Photodynamic therapy for hilar bile duct cancer: clinical evidence for improved tumoricidal tissue penetration by temoporfin

Abstract

Photodynamic therapy (PDT) has been established for palliation of non-resectable hilar bile duct cancer (hBDC). Ablation of hBDC using porfimer (P-PDT) improves cholestasis and survival. However, the tumoricidal effect is confined to the inner 4 mm of the tumor wall. Here, we have studied whether temoporfin PDT (T-PDT) shows an efficient local response and an increased tumoricidal penetration depth. In the first stage of a phase-II trial (NCT01016002), eleven patients with hBDC (Bismuth III–IV) were treated with T-PDT plus stenting and 10 could be analyzed for local tumor response.
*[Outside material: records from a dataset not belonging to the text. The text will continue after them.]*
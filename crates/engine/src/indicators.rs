//! Technical indicators over daily close prices.
//!
//! Series are aligned with the input: index `i` is the indicator value at
//! close `i`. Windows that are not yet full yield `None` (or the neutral RSI
//! of 50).

pub const RSI_PERIOD: usize = 14;
pub const SMA_SHORT: usize = 20;
pub const SMA_LONG: usize = 50;
pub const MACD_FAST: usize = 12;
pub const MACD_SLOW: usize = 26;
pub const MACD_SIGNAL: usize = 9;
pub const BOLLINGER_PERIOD: usize = 20;
pub const BOLLINGER_STD_DEV: f64 = 2.0;

/// Neutral RSI used before the first full window.
pub const RSI_NEUTRAL: f64 = 50.0;

/// Simple moving average.
pub fn sma(values: &[f64], period: usize) -> Vec<Option<f64>> {
    if period == 0 {
        return vec![None; values.len()];
    }
    let mut out = Vec::with_capacity(values.len());
    let mut sum = 0.0;
    for (i, v) in values.iter().enumerate() {
        sum += v;
        if i >= period {
            sum -= values[i - period];
        }
        out.push((i + 1 >= period).then(|| sum / period as f64));
    }
    out
}

/// Exponential moving average seeded with the first value
/// (`alpha = 2 / (period + 1)`).
pub fn ema(values: &[f64], period: usize) -> Vec<f64> {
    let alpha = 2.0 / (period as f64 + 1.0);
    let mut out = Vec::with_capacity(values.len());
    let mut prev: Option<f64> = None;
    for &v in values {
        let next = match prev {
            Some(p) => alpha * v + (1.0 - alpha) * p,
            None => v,
        };
        out.push(next);
        prev = Some(next);
    }
    out
}

/// Relative strength index using rolling means of gains and losses.
pub fn rsi(values: &[f64], period: usize) -> Vec<f64> {
    let mut out = vec![RSI_NEUTRAL; values.len()];
    if period == 0 || values.len() <= period {
        return out;
    }

    let deltas: Vec<f64> = values.windows(2).map(|w| w[1] - w[0]).collect();
    for i in period..values.len() {
        // deltas[i - 1] is the change into close i.
        let window = &deltas[i - period..i];
        let gain: f64 = window.iter().filter(|d| **d > 0.0).sum::<f64>() / period as f64;
        let loss: f64 = -window.iter().filter(|d| **d < 0.0).sum::<f64>() / period as f64;

        out[i] = if loss == 0.0 {
            if gain == 0.0 {
                RSI_NEUTRAL
            } else {
                100.0
            }
        } else {
            100.0 - 100.0 / (1.0 + gain / loss)
        };
    }
    out
}

#[derive(Debug, Clone, PartialEq)]
pub struct Macd {
    pub line: Vec<f64>,
    pub signal: Vec<f64>,
    pub histogram: Vec<f64>,
}

pub fn macd(values: &[f64], fast: usize, slow: usize, signal: usize) -> Macd {
    let fast_ema = ema(values, fast);
    let slow_ema = ema(values, slow);
    let line: Vec<f64> = fast_ema.iter().zip(&slow_ema).map(|(f, s)| f - s).collect();
    let signal = ema(&line, signal);
    let histogram = line.iter().zip(&signal).map(|(l, s)| l - s).collect();
    Macd {
        line,
        signal,
        histogram,
    }
}

#[derive(Debug, Clone, Copy, PartialEq)]
pub struct BollingerBand {
    pub upper: f64,
    pub middle: f64,
    pub lower: f64,
}

/// Bollinger bands around the SMA using the sample standard deviation.
pub fn bollinger(values: &[f64], period: usize, num_std: f64) -> Vec<Option<BollingerBand>> {
    let middle = sma(values, period);
    middle
        .iter()
        .enumerate()
        .map(|(i, m)| {
            let m = (*m)?;
            if period < 2 {
                return Some(BollingerBand {
                    upper: m,
                    middle: m,
                    lower: m,
                });
            }
            let window = &values[i + 1 - period..=i];
            let var = window.iter().map(|v| (v - m).powi(2)).sum::<f64>() / (period - 1) as f64;
            let band = var.sqrt() * num_std;
            Some(BollingerBand {
                upper: m + band,
                middle: m,
                lower: m - band,
            })
        })
        .collect()
}

#[cfg(test)]
mod tests {
    use super::*;
    use pretty_assertions::assert_eq;

    fn approx(a: f64, b: f64) -> bool {
        (a - b).abs() < 1e-9
    }

    #[test]
    fn test_sma() {
        let out = sma(&[1.0, 2.0, 3.0, 4.0, 5.0], 3);
        assert_eq!(out, vec![None, None, Some(2.0), Some(3.0), Some(4.0)]);
        assert_eq!(sma(&[1.0, 2.0], 3), vec![None, None]);
    }

    #[test]
    fn test_ema_seeded_with_first_value() {
        let out = ema(&[10.0, 20.0, 20.0], 3);
        // alpha = 0.5
        assert_eq!(out, vec![10.0, 15.0, 17.5]);
    }

    #[test]
    fn test_rsi_bounds() {
        let rising: Vec<f64> = (1..=30).map(f64::from).collect();
        let out = rsi(&rising, RSI_PERIOD);
        assert_eq!(out[RSI_PERIOD - 1], RSI_NEUTRAL);
        assert_eq!(out[29], 100.0);

        let falling: Vec<f64> = (1..=30).rev().map(f64::from).collect();
        assert_eq!(rsi(&falling, RSI_PERIOD)[29], 0.0);

        let flat = vec![5.0; 30];
        assert_eq!(rsi(&flat, RSI_PERIOD)[29], RSI_NEUTRAL);
    }

    #[test]
    fn test_rsi_mixed() {
        // Two gains of 2 and two losses of 1 over a 4-period window.
        let out = rsi(&[10.0, 12.0, 11.0, 13.0, 12.0], 4);
        // rs = (4/4) / (2/4) = 2 -> 100 - 100/3
        assert!(approx(out[4], 100.0 - 100.0 / 3.0));
    }

    #[test]
    fn test_macd_of_constant_series_is_zero() {
        let m = macd(&[100.0; 40], MACD_FAST, MACD_SLOW, MACD_SIGNAL);
        assert!(m.line.iter().all(|v| approx(*v, 0.0)));
        assert!(m.histogram.iter().all(|v| approx(*v, 0.0)));
    }

    #[test]
    fn test_macd_positive_in_uptrend() {
        let rising: Vec<f64> = (1..=60).map(f64::from).collect();
        let m = macd(&rising, MACD_FAST, MACD_SLOW, MACD_SIGNAL);
        assert!(m.line[59] > 0.0);
        assert!(m.line[59] > m.signal[59]);
    }

    #[test]
    fn test_bollinger() {
        let out = bollinger(&[2.0, 4.0, 4.0, 4.0, 5.0, 5.0, 7.0, 9.0], 8, 2.0);
        assert!(out[6].is_none());
        let band = out[7].unwrap();
        assert!(approx(band.middle, 5.0));
        // sample variance = 32 / 7
        let sd = (32.0f64 / 7.0).sqrt();
        assert!(approx(band.upper, 5.0 + 2.0 * sd));
        assert!(approx(band.lower, 5.0 - 2.0 * sd));
    }
}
T-PDT resulted in complete local response in n = 1 of 10 patients, partial response in n = 8 and no response in one patient (occluded right hepatic duct re-opened but positive for residual tumor cells) – indicating a tumoricidal efficacy of 90%. Four patients showed a tumoricidal depth of ≥7.5 mm. Cholestasis and palliation improved in 8 patients with an overall median survival of 18 (4.4–32.0) months after the first T-PDT. Adverse events were phototoxic skin reaction (n = 4), cholangitis (n = 3), and liver abscess (n = 3). T-PDT doubles the depth of the local tumor-ablative effect of P-PDT, is highly tumoricidal and is associated with similar rates of infectious complications and grade I and II skin phototoxicity.